> _WORK TASK_: Find every line below where the string "been" shows up, and copy those lines.

====== DATA FOR PROCESSING ======

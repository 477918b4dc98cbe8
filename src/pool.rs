use crate::{
    wait::{Signal, WaitState},
    ArcLease, CancelToken, CreateError, Lease, PoolConfig, PoolError, Poolable,
};
use crossbeam_queue::ArrayQueue;
use parking_lot::{Mutex, MutexGuard};
use std::{
    borrow::Cow,
    convert::Infallible,
    fmt,
    sync::{
        atomic::{AtomicBool, AtomicU64, Ordering},
        Arc,
    },
    time::{Duration, Instant},
};
use tracing::{debug, error, trace, warn};

static NEXT_POOL_ID: AtomicU64 = AtomicU64::new(1);

/// A pooled object together with the slot it was created for.
pub(crate) struct Member<T> {
    pub(crate) slot: usize,
    pub(crate) value: T,
}

/// A fixed-size pool of reusable objects.
///
/// Every object is created up front and lives as long as the pool. Objects
/// are checked out as leases; dropping a lease (or passing it to
/// [`Self::release`]) resets the object and makes it available again.
/// When the pool is empty, [`Self::acquire`] blocks until an object is
/// released, and blocked callers are served in arrival order.
pub struct Pool<T: Poolable> {
    id: u64,
    label: Cow<'static, str>,
    capacity: usize,
    storage: ArrayQueue<Member<T>>,
    // Objects assigned to a blocked acquirer that has not woken up yet.
    // Only touched with `signal.state` held (see `push_handoff`), which
    // stays free of `T` so a `CancelToken` can wake any pool.
    handoffs: Mutex<Vec<(u64, Member<T>)>>,
    signal: Arc<Signal>,
    closed: AtomicBool,
}

/// A snapshot of the pool's bookkeeping.
#[derive(Debug, Clone, Copy, PartialEq, Eq)]
pub struct PoolStatus {
    /// Total number of objects owned by the pool.
    pub capacity: usize,
    /// Objects ready to be acquired.
    pub available: usize,
    /// Objects held by callers, including those being handed to a waiter.
    pub checked_out: usize,
    /// Callers blocked in acquire.
    pub waiting: usize,
}

impl<T: Poolable> Pool<T> {
    /// Creates a pool holding `capacity` objects made by `factory`.
    ///
    /// The factory is called exactly `capacity` times before this returns.
    /// A capacity of zero is allowed; acquiring from such a pool only ends
    /// through cancellation, timeout or [`Self::close`].
    pub fn new(capacity: usize, factory: impl FnMut() -> T) -> Self {
        Self::from_config(&PoolConfig::new(capacity), factory)
    }

    /// Like [`Self::new`], but the factory may fail.
    ///
    /// The first failure aborts construction: objects created so far are
    /// dropped and the error is returned with the index of the failing slot.
    pub fn try_new<E>(
        capacity: usize,
        factory: impl FnMut() -> Result<T, E>,
    ) -> Result<Self, CreateError<E>> {
        Self::try_from_config(&PoolConfig::new(capacity), factory)
    }

    /// Creates a pool described by `config`.
    pub fn from_config(config: &PoolConfig, mut factory: impl FnMut() -> T) -> Self {
        match Self::try_from_config(config, || Ok::<_, Infallible>(factory())) {
            Ok(pool) => pool,
            Err(e) => match e.source {},
        }
    }

    /// Creates a pool described by `config` with a fallible factory.
    pub fn try_from_config<E>(
        config: &PoolConfig,
        mut factory: impl FnMut() -> Result<T, E>,
    ) -> Result<Self, CreateError<E>> {
        let capacity = config.capacity;
        // ArrayQueue cannot be empty-sized; a zero-capacity pool never pushes.
        let storage = ArrayQueue::new(capacity.max(1));
        for slot in 0..capacity {
            let value = factory().map_err(|source| {
                debug!(pool = %config.label, slot, capacity, "pool construction failed");
                CreateError {
                    slot,
                    capacity,
                    source,
                }
            })?;
            let pushed = storage.push(Member { slot, value });
            debug_assert!(pushed.is_ok(), "the queue holds at least `capacity` entries");
        }

        let id = NEXT_POOL_ID.fetch_add(1, Ordering::Relaxed);
        debug!(pool = %config.label, id, capacity, "pool created");
        Ok(Pool {
            id,
            label: config.label.clone(),
            capacity,
            storage,
            handoffs: Mutex::new(Vec::new()),
            signal: Arc::new(Signal::default()),
            closed: AtomicBool::new(false),
        })
    }

    /// Wraps the pool in an atomic reference counter, enabling
    /// [`Self::acquire_arc`] to hand out leases that own a reference to the
    /// pool instead of borrowing it.
    pub fn to_rc(self) -> Arc<Self> {
        Arc::new(self)
    }

    /// Gets an object, blocking while none is available.
    ///
    /// Fails only with [`PoolError::Closed`].
    pub fn acquire(&self) -> Result<Lease<'_, T>, PoolError> {
        self.take(None, None).map(|member| Lease::new(member, self))
    }

    /// Gets an object, blocking until one is available or `token` is
    /// cancelled.
    ///
    /// An object handed to this caller before it notices the cancellation is
    /// still returned.
    pub fn acquire_cancellable(&self, token: &CancelToken) -> Result<Lease<'_, T>, PoolError> {
        self.take(None, Some(token)).map(|member| Lease::new(member, self))
    }

    /// Gets an object, giving up with [`PoolError::Timeout`] after `timeout`.
    pub fn acquire_timeout(&self, timeout: Duration) -> Result<Lease<'_, T>, PoolError> {
        self.take(Some(timeout), None).map(|member| Lease::new(member, self))
    }

    /// Attempts to get an object without blocking.
    ///
    /// Returns `None` if the pool is empty or closed.
    pub fn try_acquire(&self) -> Option<Lease<'_, T>> {
        self.try_take().map(|member| Lease::new(member, self))
    }

    /// Gets an object whose lease holds an arc reference to the pool, so it
    /// can be moved freely without being limited by a borrow of the pool.
    pub fn acquire_arc(self: Arc<Self>) -> Result<ArcLease<T>, PoolError> {
        let member = self.take(None, None)?;
        Ok(ArcLease::new(member, self))
    }

    /// [`Self::acquire_arc`] with a cancellation token.
    pub fn acquire_arc_cancellable(
        self: Arc<Self>,
        token: &CancelToken,
    ) -> Result<ArcLease<T>, PoolError> {
        let member = self.take(None, Some(token))?;
        Ok(ArcLease::new(member, self))
    }

    /// Attempts to get an arc lease without blocking.
    pub fn try_acquire_arc(self: Arc<Self>) -> Option<ArcLease<T>> {
        let member = self.try_take()?;
        Some(ArcLease::new(member, self))
    }

    /// Returns a lease to the pool.
    ///
    /// This is what dropping the lease does, but it also checks that the
    /// lease came from this pool. A lease from another pool is rejected with
    /// [`PoolError::NotOwnedByPool`] and goes back to the pool that issued it.
    pub fn release(&self, lease: Lease<'_, T>) -> Result<(), PoolError> {
        self.check_owner(lease.pool_id(), lease.slot())?;
        drop(lease);
        Ok(())
    }

    /// Returns an arc lease to the pool, checking ownership like
    /// [`Self::release`].
    pub fn release_arc(&self, lease: ArcLease<T>) -> Result<(), PoolError> {
        self.check_owner(lease.pool_id(), lease.slot())?;
        drop(lease);
        Ok(())
    }

    /// Closes the pool.
    ///
    /// Blocked and future acquires fail with [`PoolError::Closed`], except
    /// for a waiter that has already been handed an object. Outstanding
    /// leases can still be released.
    pub fn close(&self) {
        let mut state = self.signal.state.lock();
        if state.closed {
            return;
        }
        state.closed = true;
        self.closed.store(true, Ordering::Release);
        debug!(pool = %self.label, waiting = state.waiting(), "pool closed");
        self.signal.cond.notify_all();
    }

    /// Checks whether [`Self::close`] has been called.
    pub fn is_closed(&self) -> bool {
        self.closed.load(Ordering::Acquire)
    }

    /// Gets the number of objects currently ready to be acquired.
    pub fn available(&self) -> usize {
        self.storage.len()
    }

    /// Checks whether no object is ready to be acquired.
    pub fn is_empty(&self) -> bool {
        self.storage.is_empty()
    }

    /// Gets the fixed number of objects owned by the pool.
    pub fn capacity(&self) -> usize {
        self.capacity
    }

    /// Gets the label the pool was configured with.
    pub fn label(&self) -> &str {
        &self.label
    }

    /// Gets the process-unique identifier of this pool.
    pub fn id(&self) -> u64 {
        self.id
    }

    /// Takes a snapshot of the pool's bookkeeping.
    ///
    /// `waiting` is read under the wait lock. `available` comes from the
    /// lock-free store, which [`Self::try_acquire`] can drain concurrently,
    /// so it may already be stale; `checked_out` is derived from it and the
    /// two always add up to `capacity`.
    pub fn status(&self) -> PoolStatus {
        let state = self.signal.state.lock();
        let available = self.storage.len();
        PoolStatus {
            capacity: self.capacity,
            available,
            checked_out: self.capacity - available,
            waiting: state.waiting(),
        }
    }

    fn check_owner(&self, lease_pool: u64, slot: usize) -> Result<(), PoolError> {
        if lease_pool == self.id {
            return Ok(());
        }
        warn!(
            pool = %self.label,
            id = self.id,
            lease_pool,
            slot,
            "rejected release of a lease from another pool"
        );
        Err(PoolError::NotOwnedByPool {
            pool: self.id,
            lease_pool,
        })
    }

    fn try_take(&self) -> Option<Member<T>> {
        if self.is_closed() {
            return None;
        }
        let member = self.storage.pop()?;
        trace!(pool = %self.label, slot = member.slot, "acquired");
        Some(member)
    }

    fn take(
        &self,
        timeout: Option<Duration>,
        token: Option<&CancelToken>,
    ) -> Result<Member<T>, PoolError> {
        if token.is_some_and(CancelToken::is_cancelled) {
            return Err(PoolError::Cancelled);
        }
        if self.is_closed() {
            return Err(PoolError::Closed);
        }
        if let Some(member) = self.try_take() {
            return Ok(member);
        }
        self.wait(timeout, token)
    }

    /// Slow path of acquire: queue up and sleep until an object is handed
    /// over or the wait is aborted.
    fn wait(
        &self,
        timeout: Option<Duration>,
        token: Option<&CancelToken>,
    ) -> Result<Member<T>, PoolError> {
        let started = Instant::now();
        // A timeout too large to represent waits without a deadline.
        let deadline = timeout.and_then(|t| started.checked_add(t));
        // Registered before the first cancellation check so that a concurrent
        // cancel either is observed below or wakes us.
        let _listening = token.map(|t| t.listen(&self.signal));

        let mut state = self.signal.state.lock();
        // A release may have pushed after the lock-free pop failed. While any
        // ticket is queued the storage stays empty, so nobody can overtake us.
        if let Some(member) = self.storage.pop() {
            trace!(pool = %self.label, slot = member.slot, "acquired");
            return Ok(member);
        }
        let ticket = state.enqueue();
        trace!(pool = %self.label, ticket, "waiting for an object");

        loop {
            if let Some(member) = self.claim_handoff(&mut state, ticket) {
                trace!(pool = %self.label, ticket, slot = member.slot, "acquired after waiting");
                return Ok(member);
            }
            if let Some(err) = Self::abort_reason(&state, token, deadline, started) {
                state.dequeue(ticket);
                debug!(pool = %self.label, ticket, error = %err, "gave up waiting");
                return Err(err);
            }
            match deadline {
                Some(deadline) => {
                    self.signal.cond.wait_until(&mut state, deadline);
                }
                None => self.signal.cond.wait(&mut state),
            }
        }
    }

    fn abort_reason(
        state: &MutexGuard<'_, WaitState>,
        token: Option<&CancelToken>,
        deadline: Option<Instant>,
        started: Instant,
    ) -> Option<PoolError> {
        if state.closed {
            return Some(PoolError::Closed);
        }
        if token.is_some_and(CancelToken::is_cancelled) {
            return Some(PoolError::Cancelled);
        }
        match deadline {
            Some(deadline) if Instant::now() >= deadline => Some(PoolError::Timeout {
                waited_ms: started.elapsed().as_millis(),
            }),
            _ => None,
        }
    }

    /// Takes the object handed to `ticket`, if any. Checked before any abort
    /// reason, so a hand-off wins over cancellation, timeout and close.
    ///
    /// The `WaitState` borrow proves the wait lock is held, which keeps the
    /// lock order `state` then `handoffs` everywhere.
    fn claim_handoff(&self, _state: &mut WaitState, ticket: u64) -> Option<Member<T>> {
        let mut handoffs = self.handoffs.lock();
        let pos = handoffs.iter().position(|(t, _)| *t == ticket)?;
        Some(handoffs.swap_remove(pos).1)
    }

    fn push_handoff(&self, _state: &mut WaitState, ticket: u64, member: Member<T>) {
        self.handoffs.lock().push((ticket, member));
    }

    /// Release path shared by both lease types.
    pub(crate) fn put_back(&self, mut member: Member<T>) {
        member.value.reset();

        let mut state = self.signal.state.lock();
        if let Some(ticket) = state.next_waiter() {
            trace!(pool = %self.label, slot = member.slot, ticket, "handed off");
            self.push_handoff(&mut state, ticket, member);
            // Wakes every waiter; only the ticket owner proceeds.
            self.signal.cond.notify_all();
            return;
        }
        if let Err(member) = self.storage.push(member) {
            error!(
                pool = %self.label,
                slot = member.slot,
                capacity = self.capacity,
                "released object does not fit into the pool"
            );
            panic!(
                "pool {} received more objects than its capacity of {}",
                self.label, self.capacity
            );
        }
        trace!(pool = %self.label, available = self.storage.len(), "released");
    }
}

impl<T: Poolable> fmt::Debug for Pool<T> {
    fn fmt(&self, f: &mut fmt::Formatter<'_>) -> fmt::Result {
        f.debug_struct("Pool")
            .field("id", &self.id)
            .field("label", &self.label)
            .field("capacity", &self.capacity)
            .field("available", &self.storage.len())
            .field("closed", &self.is_closed())
            .finish()
    }
}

======

> _WORKED SOLUTION_:
    /// for a waiter that has already been handed an object. Outstanding
    /// Checks whether [`Self::close`] has been called.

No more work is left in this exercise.